Methyl-CpG-binding protein 2 (MECP2) is a transcriptional regulator critical for synaptic function. Dysfunction of synapses, in turn, as well as microglia-mediated neuroinflammation belong to the earliest pathological events in Alzheimer’s disease (AD). Functional versatility of MECP2, including its affinity for different binding partners, transcriptional regulation of different gene sets, and effects on neuronal plasticity, are modulated by post-translational modifications, such as phosphorylation. To characterize expression changes through blocking of MECP2 S80 and S423 phosphorylation in neuron-BV2 co-cultures upon induction of neuroinflammation, mouse primary cortical neurons were transduced with MECP2-WT and MECP2-S80A and MECP2-S423A phopsho-variants.
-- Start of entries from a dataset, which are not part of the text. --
//! Outcome collector state and its reducer.
//!
//! The state holds the match's fixed competitor set and the operator's
//! selections so far. Every edit is an event folded in by [`reduce`]; the
//! ranking case delegates to [`RankingTable`], which keeps the
//! position ↔ competitor mapping bijective after every single event.

use std::collections::HashSet;

use podium_types::{
    Competitor, CompetitorId, MatchId, MatchOutcome, OutcomeKind, PodiumError, Position,
    RankingTable, Result, constants,
};

use crate::validation::{self, CollectorStatus};

/// Operator selections, shaped by the match category.
#[derive(Debug, Clone, PartialEq, Eq)]
pub enum Selections {
    /// Finishing positions assigned so far.
    Ranking(RankingTable),
    /// The declared winner, once chosen.
    SingleWinner(Option<CompetitorId>),
}

impl Default for Selections {
    fn default() -> Self {
        Self::Ranking(RankingTable::new())
    }
}

/// An operator edit.
#[derive(Debug, Clone, PartialEq, Eq)]
pub enum CollectorEvent {
    /// Put `competitor` at `position`; `None` (or a blank id) clears it.
    Assign {
        position: Position,
        competitor: Option<CompetitorId>,
    },
    /// Clear whatever competitor holds `position`.
    ClearPosition(Position),
    /// Choose (or clear) the winner of a single-winner match.
    SelectWinner(Option<CompetitorId>),
    /// Drop all selections.
    Reset,
}

/// Everything the collector knows about one match's outcome entry.
#[derive(Debug, Clone, Default, PartialEq, Eq)]
pub struct CollectorState {
    match_id: MatchId,
    competitors: Vec<Competitor>,
    known: HashSet<CompetitorId>,
    selections: Selections,
}

impl CollectorState {
    /// Start an empty entry for `match_id`.
    ///
    /// # Errors
    /// - `EmptyField` if `competitors` is empty
    /// - `DuplicateCompetitor` if two competitors share an id
    /// - `InvalidPosition` if the field is larger than a ranking may be
    pub fn new(match_id: MatchId, kind: OutcomeKind, competitors: Vec<Competitor>) -> Result<Self> {
        if competitors.is_empty() {
            return Err(PodiumError::EmptyField(match_id));
        }
        if competitors.len() > usize::from(constants::MAX_RANKING_POSITIONS) {
            return Err(PodiumError::InvalidPosition(competitors.len()));
        }
        let mut known = HashSet::with_capacity(competitors.len());
        for c in &competitors {
            if !known.insert(c.id.clone()) {
                return Err(PodiumError::DuplicateCompetitor(c.id.clone()));
            }
        }
        let selections = match kind {
            OutcomeKind::Ranking => Selections::Ranking(RankingTable::new()),
            OutcomeKind::SingleWinner => Selections::SingleWinner(None),
        };
        Ok(Self {
            match_id,
            competitors,
            known,
            selections,
        })
    }

    #[must_use]
    pub fn match_id(&self) -> &MatchId {
        &self.match_id
    }

    #[must_use]
    pub fn kind(&self) -> OutcomeKind {
        match self.selections {
            Selections::Ranking(_) => OutcomeKind::Ranking,
            Selections::SingleWinner(_) => OutcomeKind::SingleWinner,
        }
    }

    /// Competitors in provider order.
    #[must_use]
    pub fn competitors(&self) -> &[Competitor] {
        &self.competitors
    }

    /// N, the number of positions a complete ranking fills.
    #[must_use]
    pub fn field_size(&self) -> usize {
        self.competitors.len()
    }

    #[must_use]
    pub fn is_known(&self, competitor: &CompetitorId) -> bool {
        self.known.contains(competitor)
    }

    #[must_use]
    pub fn selections(&self) -> &Selections {
        &self.selections
    }

    #[must_use]
    pub fn ranking(&self) -> Option<&RankingTable> {
        match &self.selections {
            Selections::Ranking(table) => Some(table),
            Selections::SingleWinner(_) => None,
        }
    }

    #[must_use]
    pub fn selected_winner(&self) -> Option<&CompetitorId> {
        match &self.selections {
            Selections::SingleWinner(winner) => winner.as_ref(),
            Selections::Ranking(_) => None,
        }
    }
}

/// Fold one event into the state.
///
/// Pure: no I/O, and events that make no sense for this match (positions
/// outside `1..=N`, unknown competitors, a ranking edit on a single-winner
/// match) leave the state unchanged.
#[must_use]
pub fn reduce(mut state: CollectorState, event: CollectorEvent) -> CollectorState {
    let field_size = state.field_size();
    let kind = state.kind();
    if let CollectorEvent::Assign { position, .. } = &event {
        if kind == OutcomeKind::Ranking && !position.within(field_size) {
            tracing::warn!(%position, field_size, "Assignment outside the field ignored");
            return state;
        }
    }
    match (&mut state.selections, event) {
        (Selections::Ranking(table), CollectorEvent::Assign { position, competitor }) => {
            match competitor.filter(|c| !c.is_empty()) {
                None => {
                    table.clear_position(position);
                }
                Some(competitor) if !state.known.contains(&competitor) => {
                    tracing::warn!(%position, %competitor, "Unknown competitor ignored");
                }
                Some(competitor) => {
                    let change = table.assign(position, competitor.clone());
                    tracing::debug!(
                        %position,
                        %competitor,
                        vacated = ?change.vacated,
                        evicted = ?change.evicted,
                        "Position assigned"
                    );
                }
            }
        }
        (Selections::Ranking(table), CollectorEvent::ClearPosition(position)) => {
            table.clear_position(position);
        }
        (Selections::SingleWinner(winner), CollectorEvent::SelectWinner(choice)) => {
            match choice.filter(|c| !c.is_empty()) {
                Some(c) if !state.known.contains(&c) => {
                    tracing::warn!(competitor = %c, "Unknown winner ignored");
                }
                choice => *winner = choice,
            }
        }
        (Selections::Ranking(table), CollectorEvent::Reset) => table.clear(),
        (Selections::SingleWinner(winner), CollectorEvent::Reset) => *winner = None,
        (_, event) => {
            tracing::warn!(%kind, ?event, "Event does not apply to this match category");
        }
    }
    state
}

/// Stateful wrapper used by the presentation layer: applies events through
/// [`reduce`] and exposes the derived validation status.
#[derive(Debug, Clone)]
pub struct OutcomeCollector {
    state: CollectorState,
}

impl OutcomeCollector {
    /// # Errors
    /// See [`CollectorState::new`].
    pub fn new(match_id: MatchId, kind: OutcomeKind, competitors: Vec<Competitor>) -> Result<Self> {
        Ok(Self {
            state: CollectorState::new(match_id, kind, competitors)?,
        })
    }

    /// Apply an event and return the recomputed status.
    pub fn apply(&mut self, event: CollectorEvent) -> CollectorStatus {
        let state = std::mem::take(&mut self.state);
        self.state = reduce(state, event);
        self.status()
    }

    /// Ranking entry: put `competitor` at `position`, or clear the position
    /// when `competitor` is empty.
    pub fn assign(&mut self, position: Position, competitor: impl Into<String>) -> CollectorStatus {
        let competitor = CompetitorId::new(competitor);
        self.apply(CollectorEvent::Assign {
            position,
            competitor: Some(competitor),
        })
    }

    pub fn clear_position(&mut self, position: Position) -> CollectorStatus {
        self.apply(CollectorEvent::ClearPosition(position))
    }

    /// Single-winner entry.
    pub fn select_winner(&mut self, competitor: impl Into<String>) -> CollectorStatus {
        self.apply(CollectorEvent::SelectWinner(Some(CompetitorId::new(competitor))))
    }

    pub fn reset(&mut self) -> CollectorStatus {
        self.apply(CollectorEvent::Reset)
    }

    #[must_use]
    pub fn state(&self) -> &CollectorState {
        &self.state
    }

    #[must_use]
    pub fn validate(&self) -> Vec<podium_types::Violation> {
        validation::validate(&self.state)
    }

    #[must_use]
    pub fn status(&self) -> CollectorStatus {
        validation::status(&self.state)
    }

    /// Whether submission may be enabled.
    #[must_use]
    pub fn is_complete(&self) -> bool {
        self.status().is_complete()
    }

    /// # Errors
    /// `IncompleteOutcome` listing every violation.
    pub fn finalize(&self) -> Result<MatchOutcome> {
        validation::finalize(&self.state)
    }
}

#[cfg(test)]
mod tests {
    use rand::Rng;

    use super::*;

    fn field() -> Vec<Competitor> {
        vec![
            Competitor::new("A", "Alpha Racer", "ALP"),
            Competitor::new("B", "Bravo Racer", "BRA"),
            Competitor::new("C", "Charlie Racer", "CHA"),
        ]
    }

    fn pos(n: u16) -> Position {
        Position::new(n).unwrap()
    }

    fn ranking_collector() -> OutcomeCollector {
        OutcomeCollector::new(MatchId::new("race-1"), OutcomeKind::Ranking, field()).unwrap()
    }

    #[test]
    fn empty_field_rejected() {
        let err = CollectorState::new(MatchId::new("m"), OutcomeKind::Ranking, vec![]).unwrap_err();
        assert!(matches!(err, PodiumError::EmptyField(_)));
    }

    #[test]
    fn duplicate_competitor_ids_rejected() {
        let mut competitors = field();
        competitors.push(Competitor::new("A", "Alpha Again", "AL2"));
        let err =
            CollectorState::new(MatchId::new("m"), OutcomeKind::Ranking, competitors).unwrap_err();
        assert!(matches!(err, PodiumError::DuplicateCompetitor(_)));
    }

    #[test]
    fn moving_competitor_vacates_previous_position_in_one_call() {
        let mut c = ranking_collector();
        c.assign(pos(1), "A");
        c.assign(pos(2), "A");

        let table = c.state().ranking().unwrap();
        assert_eq!(table.competitor_at(pos(1)), None);
        assert_eq!(table.competitor_at(pos(2)), Some(&CompetitorId::new("A")));
    }

    #[test]
    fn assigning_occupied_position_unplaces_occupant() {
        let mut c = ranking_collector();
        c.assign(pos(1), "A");
        c.assign(pos(1), "B");

        let table = c.state().ranking().unwrap();
        assert_eq!(table.competitor_at(pos(1)), Some(&CompetitorId::new("B")));
        assert!(!table.contains(&CompetitorId::new("A")));
    }

    #[test]
    fn blank_competitor_clears_position() {
        let mut c = ranking_collector();
        c.assign(pos(2), "B");
        c.assign(pos(2), "");
        assert!(c.state().ranking().unwrap().is_empty());
    }

    #[test]
    fn out_of_field_position_ignored() {
        let mut c = ranking_collector();
        let before = c.state().clone();
        c.assign(pos(4), "A");
        assert_eq!(c.state(), &before);
    }

    #[test]
    fn unknown_competitor_ignored() {
        let mut c = ranking_collector();
        c.assign(pos(1), "Z");
        assert!(c.state().ranking().unwrap().is_empty());
    }

    #[test]
    fn winner_event_on_ranking_match_ignored() {
        let mut c = ranking_collector();
        c.assign(pos(1), "A");
        let before = c.state().clone();
        c.select_winner("B");
        assert_eq!(c.state(), &before);
    }

    #[test]
    fn reset_clears_everything() {
        let mut c = ranking_collector();
        c.assign(pos(1), "A");
        c.assign(pos(2), "B");
        c.reset();
        assert!(c.state().ranking().unwrap().is_empty());
    }

    #[test]
    fn single_winner_selection_and_clear() {
        let mut c =
            OutcomeCollector::new(MatchId::new("h2h"), OutcomeKind::SingleWinner, field()).unwrap();
        c.select_winner("C");
        assert_eq!(c.state().selected_winner(), Some(&CompetitorId::new("C")));
        c.apply(CollectorEvent::SelectWinner(None));
        assert_eq!(c.state().selected_winner(), None);
        c.select_winner("nobody");
        assert_eq!(c.state().selected_winner(), None);
    }

    #[test]
    fn reducer_is_pure() {
        let state =
            CollectorState::new(MatchId::new("race-1"), OutcomeKind::Ranking, field()).unwrap();
        let event = CollectorEvent::Assign {
            position: pos(1),
            competitor: Some(CompetitorId::new("C")),
        };
        let a = reduce(state.clone(), event.clone());
        let b = reduce(state.clone(), event);
        assert_eq!(a, b);
        assert!(state.ranking().unwrap().is_empty());
    }

    #[test]
    fn random_event_sequences_keep_bijection() {
        let mut rng = rand::thread_rng();
        let ids = ["A", "B", "C", ""];
        for _ in 0..100 {
            let mut c = ranking_collector();
            for _ in 0..40 {
                let p = pos(rng.gen_range(1..=3));
                c.assign(p, ids[rng.gen_range(0..ids.len())]);

                let table = c.state().ranking().unwrap();
                let mut seen = HashSet::new();
                for (p, id) in table.iter() {
                    assert!(seen.insert(id.clone()), "{id} placed twice");
                    assert_eq!(table.position_of(id), Some(p));
                }
            }
        }
    }
}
Neuroinflammation was induced with LPS/IFNγ and the samples were subjected to RNA sequencing. In neurons co-cultured with BV2 cells, blocking of MECP2 S423 phosphorylation increased the expression of several genes important for neuron and synapse maintenance and protection upon inflammatory stress conditions. Blocking of S80 phosphorylation did not lead to major global expression changes.The results suggest that MECP2 S423 phosphorylation might play a role in activation of neuronal gene expression conveying neuroprotection under neuroinflammation related stress conditions. Cortical DIV4 neurons were transduced with lentivirus vectors encoding MECP2-WT-Myc-IRES-ZsGreen (MECP2 reference sequece: NMNM_004992), MECP2-S80A-Myc-IRES-ZsGreen, MECP-S423A-Myc-IRES-ZsGreen or ZsGreen only (Control). BV2 cells were added 48 h after transduction and inflammation was induced with LPS (200 ng/ml) and IFNγ (20 ng/ml). Four replicates of primary cortical neurons were transduced independently of each other in each of the four sample groups. 16 RNA samples were analyzed in total.